TASK INSTRUCTIONS:
The lines below starting at the line containing "let result = tokio::select!" and ending at the line containing "fn setup_shutdown_handler(shutdown_tx: broadcast::Sender<()>)" are to be repeated exactly, with both ends kept and nothing else added.

Collected data entries:
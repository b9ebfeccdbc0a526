use clap::Parser;
use screenshot_api::{load_config, setup_logging, Cli, CliRunner, Commands};
use tokio::signal;
use tokio::sync::broadcast;
use tracing::{error, info};

#[tokio::main]
async fn main() -> anyhow::Result<()> {
    let args = Cli::parse();

    setup_logging(args.verbose)?;

    info!("Starting screenshot-api v{}", env!("CARGO_PKG_VERSION"));

    let config = load_config(&args).await?;
    let runner = CliRunner::new(config);

    let (shutdown_tx, mut shutdown_rx) = broadcast::channel(4);
    let _shutdown_handler = setup_shutdown_handler(shutdown_tx.clone());

    // The server drains on its own receiver; one-shot commands are simply abandoned
    let serving = matches!(args.command, Commands::Serve { .. });
    let result = tokio::select! {
        result = runner.run(args.command, shutdown_tx.clone()) => result,
        _ = shutdown_rx.recv(), if !serving => {
            info!("Received shutdown signal");
            Ok(())
        }
    };

    if let Err(e) = result {
        error!("Application error: {:#}", e);
        std::process::exit(1);
    }

    info!("screenshot-api stopped");
    Ok(())
}

fn setup_shutdown_handler(shutdown_tx: broadcast::Sender<()>) -> tokio::task::JoinHandle<()> {
    tokio::spawn(async move {
        let ctrl_c = async {
            if let Err(e) = signal::ctrl_c().await {
                error!("Failed to listen for SIGINT: {}", e);
                std::future::pending::<()>().await;
            }
        };

        #[cfg(unix)]
        let terminate = async {
            match signal::unix::signal(signal::unix::SignalKind::terminate()) {
                Ok(mut sigterm) => {
                    sigterm.recv().await;
                }
                Err(e) => {
                    error!("Failed to listen for SIGTERM: {}", e);
                    std::future::pending::<()>().await;
                }
            }
        };

        #[cfg(not(unix))]
        let terminate = std::future::pending::<()>();

        tokio::select! {
            _ = ctrl_c => info!("Received SIGINT"),
            _ = terminate => info!("Received SIGTERM"),
        }

        let _ = shutdown_tx.send(());
    })
}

SOLVED PROBLEM:
    let result = tokio::select! {
        result = runner.run(args.command, shutdown_tx.clone()) => result,
        _ = shutdown_rx.recv(), if !serving => {
            info!("Received shutdown signal");
            Ok(())
        }
    };

    if let Err(e) = result {
        error!("Application error: {:#}", e);
        std::process::exit(1);
    }

    info!("screenshot-api stopped");
    Ok(())
}

fn setup_shutdown_handler(shutdown_tx: broadcast::Sender<()>) -> tokio::task::JoinHandle<()> {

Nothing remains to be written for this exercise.